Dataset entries

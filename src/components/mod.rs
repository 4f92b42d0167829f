pub mod help;
pub mod inputs;
pub mod palette_pane;
pub mod surface;
pub mod ui;
pub mod notification;

pub use notification::{Notification, NotificationLevel, render_notification};
pub mod keybindings;
pub mod options;
pub mod theme;
use crate::config::theme::ThemeStyles;
use ratatui::Frame;
use ratatui::layout::Rect;
use ratatui::style::Style;
use ratatui::text::{Line, Span};
use ratatui::widgets::Paragraph;

#[derive(Debug, Clone, Copy, PartialEq, Eq)]
pub enum NotificationLevel {
    Error,
    Info,
}

/// One line surfaced to the user: a rejected start attempt, a completed run,
/// or an available update. At most one is shown at a time; a new one
/// replaces the old.
#[derive(Debug, Clone, PartialEq, Eq)]
pub struct Notification {
    pub level: NotificationLevel,
    pub message: String,
}

impl Notification {
    pub fn error(message: impl Into<String>) -> Self {
        Self {
            level: NotificationLevel::Error,
            message: message.into(),
        }
    }

    pub fn info(message: impl Into<String>) -> Self {
        Self {
            level: NotificationLevel::Info,
            message: message.into(),
        }
    }
}

fn notification_prefix(level: NotificationLevel, theme: &ThemeStyles) -> (&'static str, Style) {
    match level {
        NotificationLevel::Error => ("Error: ", theme.error),
        NotificationLevel::Info => ("", theme.success),
    }
}

pub fn render_notification(
    f: &mut Frame,
    area: Rect,
    notification: &Notification,
    theme: &ThemeStyles,
) {
    let (prefix, style) = notification_prefix(notification.level, theme);
    let line = Line::from(vec![
        Span::styled(prefix, style),
        Span::styled(notification.message.as_str(), style),
    ]);
    f.render_widget(Paragraph::new(line).style(theme.base_block), area);
}
use ratatui::style::{Color, Style, Stylize};

use crate::core::palette::ColorId;

#[derive(Debug, Clone, Copy)]
pub struct Theme {
    pub base_bg: Color,
    pub surface_bg: Color,
    pub panel_bg: Color,
    pub border: Color,
    pub border_active: Color,
    pub text: Color,
    pub text_muted: Color,
    pub accent: Color,
    pub success: Color,
    pub warning: Color,
    pub error: Color,
    pub selection_bg: Color,
    pub selection_fg: Color,
}

#[derive(Debug, Clone, Copy)]
pub struct ThemeStyles {
    pub base_block: Style,
    pub panel_block: Style,
    pub surface_block: Style,
    pub border: Style,
    pub border_active: Style,
    pub text: Style,
    pub text_muted: Style,
    pub accent: Style,
    pub success: Style,
    pub warning: Style,
    pub error: Style,
    pub selection: Style,
}

pub const EVERFOREST_DARK: Theme = Theme {
    base_bg: rgb(0x2d, 0x35, 0x3b),
    surface_bg: rgb(0x34, 0x3f, 0x44),
    panel_bg: rgb(0x3d, 0x48, 0x4d),
    border: rgb(0x7a, 0x84, 0x78),
    border_active: rgb(0x85, 0x92, 0x89),
    text: rgb(0xd3, 0xc6, 0xaa),
    text_muted: rgb(0x85, 0x92, 0x89),
    accent: rgb(0x83, 0xc0, 0x92),
    success: rgb(0xa7, 0xc0, 0x80),
    warning: rgb(0xdb, 0xbc, 0x7f),
    error: rgb(0xe6, 0x7e, 0x80),
    selection_bg: rgb(0x7f, 0xbb, 0xb3),
    selection_fg: rgb(0x2d, 0x35, 0x3b),
};

#[must_use]
pub fn build_theme_styles(theme: Theme) -> ThemeStyles {
    ThemeStyles {
        base_block: Style::new().bg(theme.base_bg).fg(theme.text),
        panel_block: Style::new().bg(theme.panel_bg).fg(theme.text),
        surface_block: Style::new().bg(theme.surface_bg),
        border: Style::new().fg(theme.border),
        border_active: Style::new().fg(theme.border_active),
        text: Style::new().fg(theme.text),
        text_muted: Style::new().fg(theme.text_muted),
        accent: Style::new().fg(theme.accent).bold(),
        success: Style::new().fg(theme.success).bold(),
        warning: Style::new().fg(theme.warning).bold(),
        error: Style::new().fg(theme.error).bold(),
        selection: Style::new()
            .bg(theme.selection_bg)
            .fg(theme.selection_fg)
            .bold(),
    }
}

/// Terminal colors for the flashed palette. These are the colors the surface
/// actually flashes, distinct from the UI theme above.
#[must_use]
pub const fn flash_color(id: ColorId) -> Color {
    match id {
        ColorId::Red => rgb(0xe0, 0x3c, 0x31),
        ColorId::Orange => rgb(0xf0, 0x80, 0x1a),
        ColorId::Yellow => rgb(0xf0, 0xce, 0x15),
        ColorId::Green => rgb(0x32, 0xa8, 0x52),
        ColorId::Cyan => rgb(0x29, 0xb2, 0xb2),
        ColorId::Blue => rgb(0x25, 0x63, 0xeb),
        ColorId::Purple => rgb(0x8b, 0x2f, 0xc9),
        ColorId::Pink => rgb(0xe7, 0x5a, 0xb5),
    }
}

/// The white pause shown between two flashes.
pub const PAUSE_WHITE: Color = rgb(0xff, 0xff, 0xff);

const fn rgb(red: u8, green: u8, blue: u8) -> Color {
    Color::Rgb(red, green, blue)
}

§ **EXERCISE AIM**
Using the entries above, copy out all lines that contain the string "Debug".

§ **RESPONSE**
#[derive(Debug, Clone, Copy, PartialEq, Eq)]
#[derive(Debug, Clone, PartialEq, Eq)]
#[derive(Debug, Clone, Copy)]
#[derive(Debug, Clone, Copy)]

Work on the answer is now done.